He took his foot from the stirrup, unsaddled, and carried the saddle into the room. He found Sally crouched at the fire and piling bits of wood on the rising flame. Her face was squinted to avoid the smoke, and she sheltered her eyes with one hand. At his coming she smiled briefly up at him and turned immediately back to the fire. The silence of that smile brought their comradeship sharply home to him. It was as if she understood his weariness and knew that the fire was infinitely comforting. Anthony frowned; he did not wish to be understood. It was irritating—indelicate.

He sat on one of the bunks, and when she took her place on the other he studied her covertly, with side glances, for he was beginning to feel strangely self-conscious. It was the situation rather than the girl that gained upon him, but he felt shamed that he should be so uncertain of himself and so liable to expose some weakness before the girl.

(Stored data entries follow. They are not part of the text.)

//! Light sources: bounded point-light set and the per-frame ambient light
//!
//! Point lights live in a fixed-capacity array with an explicit active
//! count rather than a growable container; the per-pixel lighting loop
//! iterates a bounded slice and never allocates. Capacity is validated at
//! the boundary, when the set is built.

use crate::foundation::math::{Vec3, Vec4};
use crate::scene::SceneError;

/// Maximum number of point lights active in one frame
pub const MAX_POINT_LIGHTS: usize = 16;

/// A point light radiating in all directions from a world-space position
#[derive(Debug, Clone, Copy, PartialEq)]
pub struct PointLight {
    /// World-space position
    pub position: Vec3,
    /// RGB color
    pub color: Vec3,
    /// Intensity multiplier, >= 0
    pub intensity: f32,
}

impl Default for PointLight {
    fn default() -> Self {
        Self {
            position: Vec3::zeros(),
            color: Vec3::new(1.0, 1.0, 1.0),
            intensity: 0.0,
        }
    }
}

impl PointLight {
    /// Create a point light
    ///
    /// # Errors
    /// Returns [`SceneError::NegativeIntensity`] if `intensity < 0`.
    pub fn new(position: Vec3, color: Vec3, intensity: f32) -> Result<Self, SceneError> {
        if intensity < 0.0 {
            return Err(SceneError::NegativeIntensity(intensity));
        }
        Ok(Self {
            position,
            color,
            intensity,
        })
    }

    /// The position as a homogeneous point (w = 1)
    pub fn homogeneous_position(&self) -> Vec4 {
        self.position.push(1.0)
    }
}

/// Ambient light applied uniformly to every lit pixel
///
/// Singleton per frame.
#[derive(Debug, Clone, Copy, PartialEq)]
pub struct AmbientLight {
    /// RGB color
    pub color: Vec3,
    /// Intensity multiplier, >= 0
    pub intensity: f32,
}

impl Default for AmbientLight {
    fn default() -> Self {
        Self {
            color: Vec3::new(1.0, 1.0, 1.0),
            intensity: 0.0,
        }
    }
}

impl AmbientLight {
    /// Create an ambient light
    ///
    /// # Errors
    /// Returns [`SceneError::NegativeIntensity`] if `intensity < 0`.
    pub fn new(color: Vec3, intensity: f32) -> Result<Self, SceneError> {
        if intensity < 0.0 {
            return Err(SceneError::NegativeIntensity(intensity));
        }
        Ok(Self { color, intensity })
    }
}

/// Fixed-capacity point-light array with an explicit active count
#[derive(Debug, Clone)]
pub struct PointLightSet {
    lights: [PointLight; MAX_POINT_LIGHTS],
    count: usize,
}

impl Default for PointLightSet {
    fn default() -> Self {
        Self::new()
    }
}

impl PointLightSet {
    /// Create an empty set
    pub fn new() -> Self {
        Self {
            lights: [PointLight::default(); MAX_POINT_LIGHTS],
            count: 0,
        }
    }

    /// Build a set from a slice of lights
    ///
    /// # Errors
    /// Returns [`SceneError::CapacityExceeded`] if the slice holds more
    /// than [`MAX_POINT_LIGHTS`] entries.
    pub fn from_slice(lights: &[PointLight]) -> Result<Self, SceneError> {
        let mut set = Self::new();
        for light in lights {
            set.push(*light)?;
        }
        Ok(set)
    }

    /// Add a light to the set
    ///
    /// # Errors
    /// Returns [`SceneError::CapacityExceeded`] once the fixed capacity is
    /// reached.
    pub fn push(&mut self, light: PointLight) -> Result<(), SceneError> {
        if self.count == MAX_POINT_LIGHTS {
            return Err(SceneError::CapacityExceeded {
                kind: "point light set",
                max: MAX_POINT_LIGHTS,
            });
        }
        self.lights[self.count] = light;
        self.count += 1;
        Ok(())
    }

    /// Number of active lights
    pub fn len(&self) -> usize {
        self.count
    }

    /// Whether the set holds no active lights
    pub fn is_empty(&self) -> bool {
        self.count == 0
    }

    /// The active lights as a slice
    pub fn active(&self) -> &[PointLight] {
        &self.lights[..self.count]
    }
}

#[cfg(test)]
mod tests {
    use super::*;

    #[test]
    fn negative_intensity_is_rejected() {
        let result = PointLight::new(Vec3::zeros(), Vec3::new(1.0, 1.0, 1.0), -1.0);
        assert_eq!(result.unwrap_err(), SceneError::NegativeIntensity(-1.0));
        assert!(AmbientLight::new(Vec3::zeros(), -0.5).is_err());
    }

    #[test]
    fn set_capacity_is_enforced() {
        let light = PointLight::new(Vec3::zeros(), Vec3::new(1.0, 1.0, 1.0), 1.0).unwrap();
        let mut set = PointLightSet::new();
        for _ in 0..MAX_POINT_LIGHTS {
            set.push(light).expect("within capacity");
        }
        assert_eq!(set.len(), MAX_POINT_LIGHTS);
        assert_eq!(
            set.push(light).unwrap_err(),
            SceneError::CapacityExceeded {
                kind: "point light set",
                max: MAX_POINT_LIGHTS,
            }
        );
    }

    #[test]
    fn active_slice_tracks_the_count() {
        let light = PointLight::new(Vec3::new(1.0, 2.0, 3.0), Vec3::new(1.0, 0.0, 0.0), 2.0)
            .unwrap();
        let set = PointLightSet::from_slice(&[light, light]).unwrap();
        assert_eq!(set.active().len(), 2);
        assert_eq!(set.active()[1].position, Vec3::new(1.0, 2.0, 3.0));
    }

    #[test]
    fn homogeneous_position_has_unit_w() {
        let light = PointLight::new(Vec3::new(4.0, 5.0, 6.0), Vec3::zeros(), 1.0).unwrap();
        assert_eq!(light.homogeneous_position().w, 1.0);
    }
}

That in turn raised a blindly selfish desire to make her feel and acknowledge his mastery. He did not define the emotion exactly, nor see clearly what he wished to do, but in a general way he wanted to be necessary to her, and to let her know at the same time that she was nothing to him. He was quite sure that the opposite was the truth just now.

At this point he shrugged his shoulders, angry that he should have slipped so easily into the character of a sullen boy, hating a benefactor for no reason other than his benefactions; but the same vicious impulse made him study the face of Sally Fortune with an impersonal, coldly critical eye. It was not easy to do, for she sat with her head tilted back a little, as though to take the warmth of the fire more fully. The faint smile on her lips showed her comfort, mingled with retrospection.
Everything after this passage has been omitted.